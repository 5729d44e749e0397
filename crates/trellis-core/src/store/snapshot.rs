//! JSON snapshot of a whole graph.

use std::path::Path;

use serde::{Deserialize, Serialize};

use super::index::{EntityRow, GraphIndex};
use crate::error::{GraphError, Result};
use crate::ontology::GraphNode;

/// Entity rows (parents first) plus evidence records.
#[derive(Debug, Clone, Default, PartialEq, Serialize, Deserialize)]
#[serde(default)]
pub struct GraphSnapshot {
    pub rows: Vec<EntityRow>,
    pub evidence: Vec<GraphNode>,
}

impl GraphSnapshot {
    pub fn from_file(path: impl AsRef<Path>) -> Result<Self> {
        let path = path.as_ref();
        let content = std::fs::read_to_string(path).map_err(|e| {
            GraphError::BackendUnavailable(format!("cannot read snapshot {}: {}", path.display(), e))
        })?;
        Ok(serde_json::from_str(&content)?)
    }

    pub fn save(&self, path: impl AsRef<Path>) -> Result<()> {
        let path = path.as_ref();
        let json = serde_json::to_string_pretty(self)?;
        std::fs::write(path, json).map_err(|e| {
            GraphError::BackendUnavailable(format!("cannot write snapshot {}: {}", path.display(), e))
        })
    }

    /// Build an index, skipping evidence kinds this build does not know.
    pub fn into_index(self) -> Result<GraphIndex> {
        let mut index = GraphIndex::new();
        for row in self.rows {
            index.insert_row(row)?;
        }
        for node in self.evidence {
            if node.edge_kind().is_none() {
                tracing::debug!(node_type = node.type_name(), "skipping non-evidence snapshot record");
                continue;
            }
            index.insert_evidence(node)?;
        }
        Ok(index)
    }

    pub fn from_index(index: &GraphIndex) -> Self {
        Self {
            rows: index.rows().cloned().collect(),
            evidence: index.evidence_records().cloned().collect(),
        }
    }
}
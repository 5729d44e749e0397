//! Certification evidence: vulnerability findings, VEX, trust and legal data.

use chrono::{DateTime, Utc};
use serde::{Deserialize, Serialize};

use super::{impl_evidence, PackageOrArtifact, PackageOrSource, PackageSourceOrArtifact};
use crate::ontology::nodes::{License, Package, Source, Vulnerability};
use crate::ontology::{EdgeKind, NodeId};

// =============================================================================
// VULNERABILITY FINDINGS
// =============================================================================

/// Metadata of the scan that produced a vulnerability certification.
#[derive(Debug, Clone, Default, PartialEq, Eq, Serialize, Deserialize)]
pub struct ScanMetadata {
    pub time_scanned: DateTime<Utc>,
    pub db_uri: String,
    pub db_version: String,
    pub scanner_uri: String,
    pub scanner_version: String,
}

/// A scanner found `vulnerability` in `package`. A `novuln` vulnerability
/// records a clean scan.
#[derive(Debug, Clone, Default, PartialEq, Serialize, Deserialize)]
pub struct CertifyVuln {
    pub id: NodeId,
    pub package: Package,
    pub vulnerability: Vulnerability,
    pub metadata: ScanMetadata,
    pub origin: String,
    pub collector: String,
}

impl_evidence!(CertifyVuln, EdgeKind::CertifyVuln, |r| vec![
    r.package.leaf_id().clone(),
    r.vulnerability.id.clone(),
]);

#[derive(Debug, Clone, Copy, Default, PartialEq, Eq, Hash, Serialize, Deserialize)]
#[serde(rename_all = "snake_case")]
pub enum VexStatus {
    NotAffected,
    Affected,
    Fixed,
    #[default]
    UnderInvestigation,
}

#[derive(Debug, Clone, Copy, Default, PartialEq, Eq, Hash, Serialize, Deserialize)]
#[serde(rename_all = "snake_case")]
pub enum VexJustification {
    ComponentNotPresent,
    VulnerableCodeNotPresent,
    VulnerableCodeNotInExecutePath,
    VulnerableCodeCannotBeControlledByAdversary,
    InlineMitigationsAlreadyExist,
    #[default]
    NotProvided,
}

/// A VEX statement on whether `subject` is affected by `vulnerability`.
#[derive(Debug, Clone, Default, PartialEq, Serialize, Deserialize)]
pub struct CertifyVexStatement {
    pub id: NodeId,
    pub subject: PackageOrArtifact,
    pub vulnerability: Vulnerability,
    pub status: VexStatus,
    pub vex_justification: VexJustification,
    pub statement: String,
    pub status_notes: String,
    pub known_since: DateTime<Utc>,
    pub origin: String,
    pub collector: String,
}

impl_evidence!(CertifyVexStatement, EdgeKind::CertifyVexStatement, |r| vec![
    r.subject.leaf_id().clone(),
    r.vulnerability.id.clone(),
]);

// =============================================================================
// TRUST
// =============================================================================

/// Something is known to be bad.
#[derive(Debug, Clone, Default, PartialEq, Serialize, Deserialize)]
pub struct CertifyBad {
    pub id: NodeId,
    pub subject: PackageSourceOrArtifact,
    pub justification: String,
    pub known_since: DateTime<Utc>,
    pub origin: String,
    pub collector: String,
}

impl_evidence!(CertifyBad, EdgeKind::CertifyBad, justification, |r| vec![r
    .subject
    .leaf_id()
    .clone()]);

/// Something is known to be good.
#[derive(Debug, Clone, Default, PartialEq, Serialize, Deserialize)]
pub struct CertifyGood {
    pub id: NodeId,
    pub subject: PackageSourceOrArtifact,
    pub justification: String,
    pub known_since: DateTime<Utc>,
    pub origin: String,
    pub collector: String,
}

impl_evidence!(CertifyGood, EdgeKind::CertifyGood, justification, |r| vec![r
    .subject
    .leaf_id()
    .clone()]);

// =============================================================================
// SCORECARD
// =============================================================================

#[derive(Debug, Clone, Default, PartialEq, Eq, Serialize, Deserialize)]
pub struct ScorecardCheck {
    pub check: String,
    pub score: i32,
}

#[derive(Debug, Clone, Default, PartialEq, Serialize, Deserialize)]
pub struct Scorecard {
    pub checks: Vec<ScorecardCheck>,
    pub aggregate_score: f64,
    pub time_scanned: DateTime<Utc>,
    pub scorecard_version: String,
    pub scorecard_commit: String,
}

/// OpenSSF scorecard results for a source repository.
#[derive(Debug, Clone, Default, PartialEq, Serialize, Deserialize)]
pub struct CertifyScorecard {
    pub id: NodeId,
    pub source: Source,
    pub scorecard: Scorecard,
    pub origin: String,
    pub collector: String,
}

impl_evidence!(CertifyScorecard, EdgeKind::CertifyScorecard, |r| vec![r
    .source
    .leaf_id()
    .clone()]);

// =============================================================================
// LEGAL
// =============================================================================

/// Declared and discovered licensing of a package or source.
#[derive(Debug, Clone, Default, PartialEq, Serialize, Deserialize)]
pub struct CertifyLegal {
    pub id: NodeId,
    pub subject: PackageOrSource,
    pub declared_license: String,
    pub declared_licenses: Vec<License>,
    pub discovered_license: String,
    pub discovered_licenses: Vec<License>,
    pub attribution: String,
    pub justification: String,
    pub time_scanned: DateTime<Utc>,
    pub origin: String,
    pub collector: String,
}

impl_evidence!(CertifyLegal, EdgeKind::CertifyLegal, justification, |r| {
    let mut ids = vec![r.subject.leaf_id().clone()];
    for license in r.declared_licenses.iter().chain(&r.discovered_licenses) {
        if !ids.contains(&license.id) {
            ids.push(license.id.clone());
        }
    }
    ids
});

# # #

**Task goal**
In the records above, which lines hold the string "subject"? Copy each one.

**Expected answer**
/// A VEX statement on whether `subject` is affected by `vulnerability`.
    pub subject: PackageOrArtifact,
    r.subject.leaf_id().clone(),
    pub subject: PackageSourceOrArtifact,
    .subject
    pub subject: PackageSourceOrArtifact,
    .subject
    pub subject: PackageOrSource,
    let mut ids = vec![r.subject.leaf_id().clone()];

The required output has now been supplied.